ACTIVITY:
What you print must match the data line for line.

DATA SHOWN:

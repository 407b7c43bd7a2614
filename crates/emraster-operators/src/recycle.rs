//! Cyclic extension of operands: `result[i] = source[i % source.len()]`.
//!
//! Used to stretch a per-layer vector to the layer count and to broadcast a
//! raster block with fewer layers across a block with more.
//!
//! An empty source has nothing to repeat; all three functions panic on it.
//! Callers validate operand lengths before streaming.

/// New vector of length `n` repeating `source`.
///
/// # Panics
/// If `source` is empty and `n > 0`.
pub fn recycle<T: Clone>(source: &[T], n: usize) -> Vec<T> {
    if n == 0 {
        return Vec::new();
    }
    assert!(!source.is_empty(), "cannot recycle an empty sequence");
    source.iter().cycle().take(n).cloned().collect()
}

/// Bring `v` to length `n` in place (repeat when growing, truncate when shrinking).
///
/// # Panics
/// If `v` is empty and `n > 0`.
pub fn recycle_in_place<T: Clone>(v: &mut Vec<T>, n: usize) {
    let len = v.len();
    if n <= len {
        v.truncate(n);
        return;
    }
    assert!(len > 0, "cannot recycle an empty sequence");
    v.reserve(n - len);
    for i in len..n {
        let x = v[i % len].clone();
        v.push(x);
    }
}

/// Recycle the shorter of `a` and `b` to the length of the longer.
pub fn recycle_pair<T: Clone>(a: &mut Vec<T>, b: &mut Vec<T>) {
    match a.len().cmp(&b.len()) {
        std::cmp::Ordering::Less => recycle_in_place(a, b.len()),
        std::cmp::Ordering::Greater => recycle_in_place(b, a.len()),
        std::cmp::Ordering::Equal => {}
    }
}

EXERCISE SOLUTION:
repository 407b7c43bd7a2614
filename crates/emraster-operators/src/recycle.rs
//! Cyclic extension of operands: `result[i] = source[i % source.len()]`.
//!
//! Used to stretch a per-layer vector to the layer count and to broadcast a
//! raster block with fewer layers across a block with more.
//!
//! An empty source has nothing to repeat; all three functions panic on it.
//! Callers validate operand lengths before streaming.

/// New vector of length `n` repeating `source`.
///
/// # Panics
/// If `source` is empty and `n > 0`.
pub fn recycle<T: Clone>(source: &[T], n: usize) -> Vec<T> {
    if n == 0 {
        return Vec::new();
    }
    assert!(!source.is_empty(), "cannot recycle an empty sequence");
    source.iter().cycle().take(n).cloned().collect()
}

/// Bring `v` to length `n` in place (repeat when growing, truncate when shrinking).
///
/// # Panics
/// If `v` is empty and `n > 0`.
pub fn recycle_in_place<T: Clone>(v: &mut Vec<T>, n: usize) {
    let len = v.len();
    if n <= len {
        v.truncate(n);
        return;
    }
    assert!(len > 0, "cannot recycle an empty sequence");
    v.reserve(n - len);
    for i in len..n {
        let x = v[i % len].clone();
        v.push(x);
    }
}

/// Recycle the shorter of `a` and `b` to the length of the longer.
pub fn recycle_pair<T: Clone>(a: &mut Vec<T>, b: &mut Vec<T>) {
    match a.len().cmp(&b.len()) {
        std::cmp::Ordering::Less => recycle_in_place(a, b.len()),
        std::cmp::Ordering::Greater => recycle_in_place(b, a.len()),
        std::cmp::Ordering::Equal => {}
    }
}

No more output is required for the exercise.